:: Records for this task ::

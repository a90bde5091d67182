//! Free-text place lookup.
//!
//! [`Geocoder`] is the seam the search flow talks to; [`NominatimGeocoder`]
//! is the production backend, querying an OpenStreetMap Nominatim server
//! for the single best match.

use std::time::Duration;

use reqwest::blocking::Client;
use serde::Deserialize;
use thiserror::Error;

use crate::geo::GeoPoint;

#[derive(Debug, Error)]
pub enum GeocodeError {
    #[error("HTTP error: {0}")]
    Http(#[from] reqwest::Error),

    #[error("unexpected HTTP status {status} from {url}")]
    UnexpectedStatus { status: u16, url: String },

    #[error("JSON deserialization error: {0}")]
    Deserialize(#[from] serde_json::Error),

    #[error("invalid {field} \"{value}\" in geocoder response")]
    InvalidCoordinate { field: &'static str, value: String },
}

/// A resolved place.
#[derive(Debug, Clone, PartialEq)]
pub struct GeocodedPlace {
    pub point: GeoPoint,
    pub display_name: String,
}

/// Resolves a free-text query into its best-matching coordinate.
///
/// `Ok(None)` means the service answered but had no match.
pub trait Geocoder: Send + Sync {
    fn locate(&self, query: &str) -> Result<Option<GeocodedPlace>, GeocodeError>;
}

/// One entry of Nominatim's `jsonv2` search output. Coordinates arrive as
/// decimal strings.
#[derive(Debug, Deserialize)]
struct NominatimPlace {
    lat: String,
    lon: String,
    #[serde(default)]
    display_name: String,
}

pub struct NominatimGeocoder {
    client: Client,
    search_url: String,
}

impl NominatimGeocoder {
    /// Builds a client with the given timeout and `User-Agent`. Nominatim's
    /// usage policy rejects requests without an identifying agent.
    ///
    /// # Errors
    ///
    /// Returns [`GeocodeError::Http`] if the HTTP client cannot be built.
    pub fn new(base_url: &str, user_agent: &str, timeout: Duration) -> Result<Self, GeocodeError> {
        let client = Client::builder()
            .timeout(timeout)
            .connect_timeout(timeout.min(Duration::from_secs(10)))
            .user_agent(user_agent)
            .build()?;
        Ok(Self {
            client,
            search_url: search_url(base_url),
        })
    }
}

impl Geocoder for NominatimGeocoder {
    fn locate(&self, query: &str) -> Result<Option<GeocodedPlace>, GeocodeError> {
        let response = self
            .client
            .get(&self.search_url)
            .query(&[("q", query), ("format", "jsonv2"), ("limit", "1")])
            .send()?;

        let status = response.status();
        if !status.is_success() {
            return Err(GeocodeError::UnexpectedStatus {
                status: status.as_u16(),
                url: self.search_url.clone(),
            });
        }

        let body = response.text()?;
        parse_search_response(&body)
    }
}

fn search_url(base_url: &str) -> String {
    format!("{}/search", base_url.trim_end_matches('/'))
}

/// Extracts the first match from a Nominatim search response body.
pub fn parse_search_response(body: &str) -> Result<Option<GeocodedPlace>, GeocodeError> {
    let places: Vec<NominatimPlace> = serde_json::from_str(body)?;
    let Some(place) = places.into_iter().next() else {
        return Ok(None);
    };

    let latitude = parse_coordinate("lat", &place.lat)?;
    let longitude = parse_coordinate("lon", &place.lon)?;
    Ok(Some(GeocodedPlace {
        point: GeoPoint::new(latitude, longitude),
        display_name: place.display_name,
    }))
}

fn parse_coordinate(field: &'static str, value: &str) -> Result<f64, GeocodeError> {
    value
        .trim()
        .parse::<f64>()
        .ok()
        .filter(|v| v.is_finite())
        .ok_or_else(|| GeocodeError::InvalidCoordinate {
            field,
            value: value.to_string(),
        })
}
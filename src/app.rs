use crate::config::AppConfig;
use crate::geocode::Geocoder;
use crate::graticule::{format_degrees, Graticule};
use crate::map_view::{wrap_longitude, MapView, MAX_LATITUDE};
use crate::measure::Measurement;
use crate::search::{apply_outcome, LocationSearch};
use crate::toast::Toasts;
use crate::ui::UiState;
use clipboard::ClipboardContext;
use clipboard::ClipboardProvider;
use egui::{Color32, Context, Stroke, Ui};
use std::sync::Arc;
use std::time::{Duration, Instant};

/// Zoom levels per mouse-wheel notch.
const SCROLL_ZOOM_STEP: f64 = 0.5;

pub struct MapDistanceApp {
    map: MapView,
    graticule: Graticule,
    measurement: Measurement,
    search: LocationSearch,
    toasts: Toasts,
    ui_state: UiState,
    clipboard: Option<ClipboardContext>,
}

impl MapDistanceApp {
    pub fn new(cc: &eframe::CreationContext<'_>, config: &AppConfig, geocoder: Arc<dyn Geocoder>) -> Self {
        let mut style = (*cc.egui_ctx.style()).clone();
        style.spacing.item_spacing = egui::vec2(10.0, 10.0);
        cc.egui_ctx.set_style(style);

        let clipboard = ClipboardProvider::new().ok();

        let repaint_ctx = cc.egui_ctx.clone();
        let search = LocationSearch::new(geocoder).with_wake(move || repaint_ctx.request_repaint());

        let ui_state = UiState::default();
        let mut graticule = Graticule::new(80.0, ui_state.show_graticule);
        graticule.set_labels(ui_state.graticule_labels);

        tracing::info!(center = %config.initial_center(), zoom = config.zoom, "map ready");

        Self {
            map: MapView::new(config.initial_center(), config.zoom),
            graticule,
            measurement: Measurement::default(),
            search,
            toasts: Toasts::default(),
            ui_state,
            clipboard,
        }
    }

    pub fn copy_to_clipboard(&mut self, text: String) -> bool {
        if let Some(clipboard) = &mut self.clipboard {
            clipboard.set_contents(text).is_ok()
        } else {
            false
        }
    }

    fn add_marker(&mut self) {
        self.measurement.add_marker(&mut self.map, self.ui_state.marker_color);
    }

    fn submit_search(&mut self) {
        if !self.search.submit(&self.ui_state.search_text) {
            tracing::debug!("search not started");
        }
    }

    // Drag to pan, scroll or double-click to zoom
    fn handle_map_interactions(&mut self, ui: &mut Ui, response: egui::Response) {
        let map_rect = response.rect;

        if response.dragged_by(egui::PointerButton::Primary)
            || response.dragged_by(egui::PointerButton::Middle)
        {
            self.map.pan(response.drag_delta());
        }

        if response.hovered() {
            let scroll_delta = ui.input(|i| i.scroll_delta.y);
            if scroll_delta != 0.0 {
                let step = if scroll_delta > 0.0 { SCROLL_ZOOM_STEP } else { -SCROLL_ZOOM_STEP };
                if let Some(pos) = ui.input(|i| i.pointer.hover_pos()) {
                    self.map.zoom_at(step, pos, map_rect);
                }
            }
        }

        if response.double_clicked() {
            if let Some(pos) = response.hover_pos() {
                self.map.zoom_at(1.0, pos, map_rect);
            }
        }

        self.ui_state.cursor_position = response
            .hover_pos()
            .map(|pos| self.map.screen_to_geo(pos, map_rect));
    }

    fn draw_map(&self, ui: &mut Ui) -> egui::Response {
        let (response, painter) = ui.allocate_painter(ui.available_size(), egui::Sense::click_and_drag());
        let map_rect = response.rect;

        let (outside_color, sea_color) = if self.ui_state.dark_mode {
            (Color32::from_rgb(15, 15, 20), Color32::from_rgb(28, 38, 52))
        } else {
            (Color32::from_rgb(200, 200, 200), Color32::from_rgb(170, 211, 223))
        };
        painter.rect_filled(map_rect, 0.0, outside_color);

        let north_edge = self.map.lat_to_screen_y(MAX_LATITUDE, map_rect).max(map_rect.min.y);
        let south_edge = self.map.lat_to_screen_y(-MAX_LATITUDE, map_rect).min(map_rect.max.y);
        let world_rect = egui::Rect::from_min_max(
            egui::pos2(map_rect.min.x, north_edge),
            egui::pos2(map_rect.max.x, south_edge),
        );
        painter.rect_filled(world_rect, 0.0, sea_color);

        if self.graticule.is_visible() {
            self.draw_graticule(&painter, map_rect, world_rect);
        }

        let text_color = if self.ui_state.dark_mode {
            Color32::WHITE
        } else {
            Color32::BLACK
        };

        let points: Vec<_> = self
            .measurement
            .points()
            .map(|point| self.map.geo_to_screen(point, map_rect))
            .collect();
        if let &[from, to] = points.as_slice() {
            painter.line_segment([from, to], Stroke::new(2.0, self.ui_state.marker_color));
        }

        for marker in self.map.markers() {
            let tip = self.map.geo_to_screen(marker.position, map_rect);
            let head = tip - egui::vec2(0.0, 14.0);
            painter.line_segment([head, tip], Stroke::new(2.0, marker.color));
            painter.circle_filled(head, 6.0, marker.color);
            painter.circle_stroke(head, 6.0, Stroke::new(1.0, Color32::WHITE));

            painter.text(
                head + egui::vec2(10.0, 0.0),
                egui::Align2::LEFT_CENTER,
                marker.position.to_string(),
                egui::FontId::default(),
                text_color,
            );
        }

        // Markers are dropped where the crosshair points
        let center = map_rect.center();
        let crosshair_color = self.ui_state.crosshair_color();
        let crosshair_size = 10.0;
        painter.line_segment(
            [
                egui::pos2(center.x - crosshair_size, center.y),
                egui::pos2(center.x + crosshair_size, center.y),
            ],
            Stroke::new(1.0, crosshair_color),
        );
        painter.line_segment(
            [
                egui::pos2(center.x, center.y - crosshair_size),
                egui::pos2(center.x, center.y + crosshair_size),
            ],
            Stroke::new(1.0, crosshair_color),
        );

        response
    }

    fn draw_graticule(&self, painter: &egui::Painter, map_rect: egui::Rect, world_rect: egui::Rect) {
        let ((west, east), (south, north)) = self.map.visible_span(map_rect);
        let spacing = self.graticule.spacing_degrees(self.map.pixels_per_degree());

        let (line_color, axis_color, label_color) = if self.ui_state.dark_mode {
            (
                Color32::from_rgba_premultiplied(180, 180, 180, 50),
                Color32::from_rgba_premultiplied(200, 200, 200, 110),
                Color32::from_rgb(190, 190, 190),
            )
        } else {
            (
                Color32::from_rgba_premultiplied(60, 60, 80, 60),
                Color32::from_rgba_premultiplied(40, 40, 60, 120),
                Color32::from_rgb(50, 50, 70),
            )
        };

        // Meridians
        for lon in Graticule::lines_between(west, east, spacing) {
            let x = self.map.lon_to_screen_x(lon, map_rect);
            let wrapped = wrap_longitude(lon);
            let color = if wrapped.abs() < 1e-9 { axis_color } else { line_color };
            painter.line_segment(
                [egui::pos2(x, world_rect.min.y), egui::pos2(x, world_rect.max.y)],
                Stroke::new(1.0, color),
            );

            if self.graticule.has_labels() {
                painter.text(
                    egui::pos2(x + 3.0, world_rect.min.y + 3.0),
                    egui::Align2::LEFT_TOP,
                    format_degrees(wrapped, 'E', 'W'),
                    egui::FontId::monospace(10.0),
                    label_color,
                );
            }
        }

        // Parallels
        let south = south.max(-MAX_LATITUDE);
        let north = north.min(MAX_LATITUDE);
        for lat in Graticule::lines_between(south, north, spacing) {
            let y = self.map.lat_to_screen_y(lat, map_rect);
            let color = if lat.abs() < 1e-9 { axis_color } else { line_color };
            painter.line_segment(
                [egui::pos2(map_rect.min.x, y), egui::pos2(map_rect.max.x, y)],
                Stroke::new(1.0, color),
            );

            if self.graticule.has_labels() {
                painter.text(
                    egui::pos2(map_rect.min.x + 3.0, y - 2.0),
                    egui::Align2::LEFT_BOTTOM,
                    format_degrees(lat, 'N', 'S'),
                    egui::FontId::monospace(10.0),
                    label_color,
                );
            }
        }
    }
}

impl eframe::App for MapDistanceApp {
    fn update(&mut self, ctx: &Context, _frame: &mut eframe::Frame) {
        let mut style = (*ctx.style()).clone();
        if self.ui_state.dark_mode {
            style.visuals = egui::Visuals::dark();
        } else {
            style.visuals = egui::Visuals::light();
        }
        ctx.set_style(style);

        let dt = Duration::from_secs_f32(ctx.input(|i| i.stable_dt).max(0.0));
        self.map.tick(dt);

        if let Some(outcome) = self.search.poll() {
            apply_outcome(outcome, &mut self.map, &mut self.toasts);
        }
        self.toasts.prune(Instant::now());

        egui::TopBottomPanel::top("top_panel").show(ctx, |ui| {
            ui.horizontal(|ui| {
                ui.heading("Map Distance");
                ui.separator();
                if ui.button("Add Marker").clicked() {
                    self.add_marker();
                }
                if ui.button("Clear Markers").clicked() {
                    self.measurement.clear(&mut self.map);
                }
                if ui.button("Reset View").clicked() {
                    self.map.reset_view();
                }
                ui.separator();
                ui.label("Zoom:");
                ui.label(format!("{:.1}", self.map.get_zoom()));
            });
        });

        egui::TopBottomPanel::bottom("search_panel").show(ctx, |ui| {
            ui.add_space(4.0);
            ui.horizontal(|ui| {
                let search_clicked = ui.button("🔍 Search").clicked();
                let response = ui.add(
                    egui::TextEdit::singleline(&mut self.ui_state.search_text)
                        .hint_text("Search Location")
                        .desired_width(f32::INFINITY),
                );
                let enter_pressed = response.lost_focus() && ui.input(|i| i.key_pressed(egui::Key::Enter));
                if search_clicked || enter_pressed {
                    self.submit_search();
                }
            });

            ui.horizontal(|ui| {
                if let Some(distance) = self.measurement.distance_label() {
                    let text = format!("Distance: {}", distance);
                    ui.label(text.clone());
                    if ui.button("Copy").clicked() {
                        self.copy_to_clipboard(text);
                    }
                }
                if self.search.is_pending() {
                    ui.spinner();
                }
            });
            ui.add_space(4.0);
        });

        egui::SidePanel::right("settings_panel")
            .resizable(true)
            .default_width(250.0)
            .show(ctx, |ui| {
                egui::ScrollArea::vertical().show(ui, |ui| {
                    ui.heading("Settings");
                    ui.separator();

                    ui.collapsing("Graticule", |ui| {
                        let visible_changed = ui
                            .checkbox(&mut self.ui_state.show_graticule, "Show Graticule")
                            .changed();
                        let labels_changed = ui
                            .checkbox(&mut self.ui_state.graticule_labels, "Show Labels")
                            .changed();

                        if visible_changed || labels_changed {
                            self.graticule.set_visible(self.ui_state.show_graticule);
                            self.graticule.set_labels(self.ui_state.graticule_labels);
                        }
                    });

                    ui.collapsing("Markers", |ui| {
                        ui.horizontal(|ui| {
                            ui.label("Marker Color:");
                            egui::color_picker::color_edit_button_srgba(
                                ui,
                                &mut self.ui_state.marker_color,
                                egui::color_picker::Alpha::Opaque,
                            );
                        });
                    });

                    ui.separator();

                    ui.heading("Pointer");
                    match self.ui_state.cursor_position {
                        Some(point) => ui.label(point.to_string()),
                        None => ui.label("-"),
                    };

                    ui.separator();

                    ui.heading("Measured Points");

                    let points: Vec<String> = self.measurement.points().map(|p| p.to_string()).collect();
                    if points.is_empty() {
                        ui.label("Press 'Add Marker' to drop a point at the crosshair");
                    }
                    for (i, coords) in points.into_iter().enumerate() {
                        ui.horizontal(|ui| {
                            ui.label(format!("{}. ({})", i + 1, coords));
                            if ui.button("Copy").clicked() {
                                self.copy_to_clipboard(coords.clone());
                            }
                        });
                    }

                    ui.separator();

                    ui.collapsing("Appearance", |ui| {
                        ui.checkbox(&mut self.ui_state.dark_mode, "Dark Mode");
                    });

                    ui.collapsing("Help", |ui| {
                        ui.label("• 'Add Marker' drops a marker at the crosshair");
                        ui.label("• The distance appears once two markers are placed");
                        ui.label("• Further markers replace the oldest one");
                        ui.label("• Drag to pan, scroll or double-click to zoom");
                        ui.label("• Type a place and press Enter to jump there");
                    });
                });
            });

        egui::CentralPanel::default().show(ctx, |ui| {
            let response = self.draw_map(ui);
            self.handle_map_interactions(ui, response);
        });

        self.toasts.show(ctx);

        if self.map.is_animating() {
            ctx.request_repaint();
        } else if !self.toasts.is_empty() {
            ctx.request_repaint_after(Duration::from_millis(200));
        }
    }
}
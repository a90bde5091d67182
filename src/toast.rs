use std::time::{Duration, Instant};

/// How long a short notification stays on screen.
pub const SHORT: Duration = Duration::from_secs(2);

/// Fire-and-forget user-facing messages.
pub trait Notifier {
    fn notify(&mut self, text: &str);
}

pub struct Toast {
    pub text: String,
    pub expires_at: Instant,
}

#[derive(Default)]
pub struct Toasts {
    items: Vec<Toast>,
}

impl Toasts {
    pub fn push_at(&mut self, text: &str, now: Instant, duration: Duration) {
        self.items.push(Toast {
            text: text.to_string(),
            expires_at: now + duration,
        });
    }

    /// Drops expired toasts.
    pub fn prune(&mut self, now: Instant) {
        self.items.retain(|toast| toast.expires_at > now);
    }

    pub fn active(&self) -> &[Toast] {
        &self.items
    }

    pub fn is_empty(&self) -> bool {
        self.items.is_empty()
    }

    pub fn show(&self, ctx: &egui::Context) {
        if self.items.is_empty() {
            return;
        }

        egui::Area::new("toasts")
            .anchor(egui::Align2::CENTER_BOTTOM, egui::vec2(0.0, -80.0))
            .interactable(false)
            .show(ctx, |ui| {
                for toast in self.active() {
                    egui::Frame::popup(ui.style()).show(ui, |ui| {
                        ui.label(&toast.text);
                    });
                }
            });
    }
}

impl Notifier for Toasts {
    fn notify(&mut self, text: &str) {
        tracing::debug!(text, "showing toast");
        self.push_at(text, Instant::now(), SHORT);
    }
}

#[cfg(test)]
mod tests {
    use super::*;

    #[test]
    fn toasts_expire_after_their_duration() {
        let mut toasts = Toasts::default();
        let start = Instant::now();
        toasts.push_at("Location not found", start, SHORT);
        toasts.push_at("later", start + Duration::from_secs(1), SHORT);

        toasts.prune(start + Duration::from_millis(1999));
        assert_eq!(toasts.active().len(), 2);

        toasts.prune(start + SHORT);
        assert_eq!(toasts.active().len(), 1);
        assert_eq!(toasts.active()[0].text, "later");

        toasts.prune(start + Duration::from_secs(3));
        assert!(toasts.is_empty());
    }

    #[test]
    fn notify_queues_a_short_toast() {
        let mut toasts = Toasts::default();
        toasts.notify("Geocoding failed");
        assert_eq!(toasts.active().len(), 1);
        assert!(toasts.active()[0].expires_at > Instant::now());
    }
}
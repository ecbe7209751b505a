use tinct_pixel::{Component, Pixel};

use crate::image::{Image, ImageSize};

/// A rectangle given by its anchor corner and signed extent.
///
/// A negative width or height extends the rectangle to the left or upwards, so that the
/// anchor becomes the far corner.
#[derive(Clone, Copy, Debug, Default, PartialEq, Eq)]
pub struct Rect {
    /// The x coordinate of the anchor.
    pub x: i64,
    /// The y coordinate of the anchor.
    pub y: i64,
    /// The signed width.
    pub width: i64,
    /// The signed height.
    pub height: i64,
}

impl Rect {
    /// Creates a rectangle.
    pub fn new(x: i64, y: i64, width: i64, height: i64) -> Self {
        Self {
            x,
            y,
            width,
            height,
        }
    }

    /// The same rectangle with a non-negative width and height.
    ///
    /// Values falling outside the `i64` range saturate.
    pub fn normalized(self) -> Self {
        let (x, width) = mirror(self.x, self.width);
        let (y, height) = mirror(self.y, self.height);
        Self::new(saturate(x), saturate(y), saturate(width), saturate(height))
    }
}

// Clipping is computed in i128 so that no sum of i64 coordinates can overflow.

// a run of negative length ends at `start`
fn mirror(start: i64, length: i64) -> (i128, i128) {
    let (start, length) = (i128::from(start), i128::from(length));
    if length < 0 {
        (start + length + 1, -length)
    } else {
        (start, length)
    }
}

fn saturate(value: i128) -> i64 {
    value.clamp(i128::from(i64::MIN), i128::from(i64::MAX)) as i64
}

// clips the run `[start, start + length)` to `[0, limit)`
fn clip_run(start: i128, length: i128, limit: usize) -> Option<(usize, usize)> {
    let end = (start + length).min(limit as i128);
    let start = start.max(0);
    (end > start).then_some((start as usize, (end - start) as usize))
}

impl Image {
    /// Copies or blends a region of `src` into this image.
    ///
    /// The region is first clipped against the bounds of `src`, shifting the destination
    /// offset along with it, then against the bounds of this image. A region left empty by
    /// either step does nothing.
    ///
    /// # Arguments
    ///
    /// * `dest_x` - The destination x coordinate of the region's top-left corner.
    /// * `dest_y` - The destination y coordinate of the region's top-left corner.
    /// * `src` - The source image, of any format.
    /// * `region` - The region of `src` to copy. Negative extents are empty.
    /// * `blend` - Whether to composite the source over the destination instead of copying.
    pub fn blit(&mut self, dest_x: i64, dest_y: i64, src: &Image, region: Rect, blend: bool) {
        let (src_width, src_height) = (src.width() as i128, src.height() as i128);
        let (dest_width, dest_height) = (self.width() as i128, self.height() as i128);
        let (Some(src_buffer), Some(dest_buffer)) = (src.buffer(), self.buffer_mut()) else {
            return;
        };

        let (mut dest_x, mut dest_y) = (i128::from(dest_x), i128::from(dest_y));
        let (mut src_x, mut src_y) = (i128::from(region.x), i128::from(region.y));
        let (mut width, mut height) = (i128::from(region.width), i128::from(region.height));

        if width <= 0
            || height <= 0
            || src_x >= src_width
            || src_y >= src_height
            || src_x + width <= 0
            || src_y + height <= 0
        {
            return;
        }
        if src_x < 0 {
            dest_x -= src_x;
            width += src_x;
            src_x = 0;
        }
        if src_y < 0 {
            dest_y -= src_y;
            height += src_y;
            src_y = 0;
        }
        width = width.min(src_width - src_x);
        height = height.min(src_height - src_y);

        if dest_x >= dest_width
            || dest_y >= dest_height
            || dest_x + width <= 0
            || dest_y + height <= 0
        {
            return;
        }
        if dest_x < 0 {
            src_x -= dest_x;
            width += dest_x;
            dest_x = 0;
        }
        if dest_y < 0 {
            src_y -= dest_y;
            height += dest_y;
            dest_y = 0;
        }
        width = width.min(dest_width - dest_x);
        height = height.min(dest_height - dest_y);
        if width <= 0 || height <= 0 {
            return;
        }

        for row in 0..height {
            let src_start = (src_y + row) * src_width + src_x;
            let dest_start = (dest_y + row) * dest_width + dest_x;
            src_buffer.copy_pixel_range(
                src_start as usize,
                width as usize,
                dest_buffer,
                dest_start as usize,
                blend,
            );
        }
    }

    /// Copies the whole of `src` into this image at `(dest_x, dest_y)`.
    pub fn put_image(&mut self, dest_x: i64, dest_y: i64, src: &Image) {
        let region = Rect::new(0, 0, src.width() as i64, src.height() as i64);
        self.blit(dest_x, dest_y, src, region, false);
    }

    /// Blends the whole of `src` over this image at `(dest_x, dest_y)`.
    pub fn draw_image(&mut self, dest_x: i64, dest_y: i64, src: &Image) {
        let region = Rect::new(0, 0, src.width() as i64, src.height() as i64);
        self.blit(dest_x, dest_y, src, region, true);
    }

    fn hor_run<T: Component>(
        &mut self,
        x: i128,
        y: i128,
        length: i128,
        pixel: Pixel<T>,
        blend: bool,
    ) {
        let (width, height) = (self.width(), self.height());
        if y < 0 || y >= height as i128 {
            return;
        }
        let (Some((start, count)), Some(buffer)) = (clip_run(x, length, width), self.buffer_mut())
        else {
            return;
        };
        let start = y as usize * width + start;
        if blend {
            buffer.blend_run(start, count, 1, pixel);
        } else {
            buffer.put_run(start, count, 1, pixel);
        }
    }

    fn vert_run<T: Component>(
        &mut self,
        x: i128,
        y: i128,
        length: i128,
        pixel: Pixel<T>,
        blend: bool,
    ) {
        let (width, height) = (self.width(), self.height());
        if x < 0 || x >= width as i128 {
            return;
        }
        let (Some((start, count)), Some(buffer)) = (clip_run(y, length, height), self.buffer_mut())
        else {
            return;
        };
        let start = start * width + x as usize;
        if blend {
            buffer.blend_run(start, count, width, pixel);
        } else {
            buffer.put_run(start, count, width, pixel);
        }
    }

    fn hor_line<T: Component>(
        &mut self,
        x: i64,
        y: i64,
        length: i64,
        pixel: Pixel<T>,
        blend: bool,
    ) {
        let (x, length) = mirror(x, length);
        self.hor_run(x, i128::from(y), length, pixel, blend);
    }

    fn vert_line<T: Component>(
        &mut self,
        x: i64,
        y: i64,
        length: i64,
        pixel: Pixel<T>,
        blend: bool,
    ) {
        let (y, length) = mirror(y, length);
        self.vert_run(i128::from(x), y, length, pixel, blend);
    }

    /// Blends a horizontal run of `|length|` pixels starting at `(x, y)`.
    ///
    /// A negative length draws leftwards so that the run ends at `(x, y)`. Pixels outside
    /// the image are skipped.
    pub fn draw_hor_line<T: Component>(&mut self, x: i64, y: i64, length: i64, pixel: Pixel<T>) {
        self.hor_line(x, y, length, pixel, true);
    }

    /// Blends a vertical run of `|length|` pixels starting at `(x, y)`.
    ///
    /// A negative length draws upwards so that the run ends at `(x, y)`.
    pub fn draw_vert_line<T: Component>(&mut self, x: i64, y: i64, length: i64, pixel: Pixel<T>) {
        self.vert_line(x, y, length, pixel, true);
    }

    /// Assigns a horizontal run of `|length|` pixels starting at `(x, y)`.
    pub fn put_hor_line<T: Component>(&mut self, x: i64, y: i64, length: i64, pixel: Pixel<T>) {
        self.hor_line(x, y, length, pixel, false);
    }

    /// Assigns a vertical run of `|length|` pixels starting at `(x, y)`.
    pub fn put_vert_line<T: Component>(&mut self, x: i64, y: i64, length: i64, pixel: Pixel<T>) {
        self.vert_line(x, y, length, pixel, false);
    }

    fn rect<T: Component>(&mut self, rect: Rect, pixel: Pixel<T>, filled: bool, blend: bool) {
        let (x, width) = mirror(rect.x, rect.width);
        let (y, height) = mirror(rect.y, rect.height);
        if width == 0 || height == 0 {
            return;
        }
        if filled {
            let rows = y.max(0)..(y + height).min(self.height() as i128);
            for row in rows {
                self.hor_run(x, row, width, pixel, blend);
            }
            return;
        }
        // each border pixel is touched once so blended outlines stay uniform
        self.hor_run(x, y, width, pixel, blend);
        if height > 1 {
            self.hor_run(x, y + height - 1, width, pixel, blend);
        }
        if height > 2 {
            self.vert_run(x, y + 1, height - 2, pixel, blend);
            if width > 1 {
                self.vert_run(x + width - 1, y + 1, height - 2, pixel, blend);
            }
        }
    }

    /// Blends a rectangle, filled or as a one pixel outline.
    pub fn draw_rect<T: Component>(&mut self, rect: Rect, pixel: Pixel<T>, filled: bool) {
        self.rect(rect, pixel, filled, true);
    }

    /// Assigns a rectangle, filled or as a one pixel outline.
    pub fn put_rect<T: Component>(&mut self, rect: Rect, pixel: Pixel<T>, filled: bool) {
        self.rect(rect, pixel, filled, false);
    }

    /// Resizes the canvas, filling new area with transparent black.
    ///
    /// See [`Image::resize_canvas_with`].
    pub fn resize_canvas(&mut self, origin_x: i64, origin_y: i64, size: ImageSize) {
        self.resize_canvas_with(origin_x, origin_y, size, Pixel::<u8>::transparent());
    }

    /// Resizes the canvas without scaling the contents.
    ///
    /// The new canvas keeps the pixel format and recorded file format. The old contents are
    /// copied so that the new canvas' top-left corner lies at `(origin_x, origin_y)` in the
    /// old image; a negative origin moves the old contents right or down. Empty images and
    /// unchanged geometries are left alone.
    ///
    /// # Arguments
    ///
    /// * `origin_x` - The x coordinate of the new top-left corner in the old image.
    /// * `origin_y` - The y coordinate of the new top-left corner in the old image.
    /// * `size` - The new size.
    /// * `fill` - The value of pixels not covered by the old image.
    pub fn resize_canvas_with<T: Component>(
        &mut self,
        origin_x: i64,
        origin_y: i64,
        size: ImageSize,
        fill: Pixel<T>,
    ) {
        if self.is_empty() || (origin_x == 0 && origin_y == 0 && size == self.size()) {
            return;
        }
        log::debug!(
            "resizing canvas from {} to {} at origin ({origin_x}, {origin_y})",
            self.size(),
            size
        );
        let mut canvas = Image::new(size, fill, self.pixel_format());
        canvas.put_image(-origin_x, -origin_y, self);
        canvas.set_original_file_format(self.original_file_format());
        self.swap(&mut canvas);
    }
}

:::

Problem to solve
How many lines in the listing above contain the string "body"? Answer with the number only.

Response
5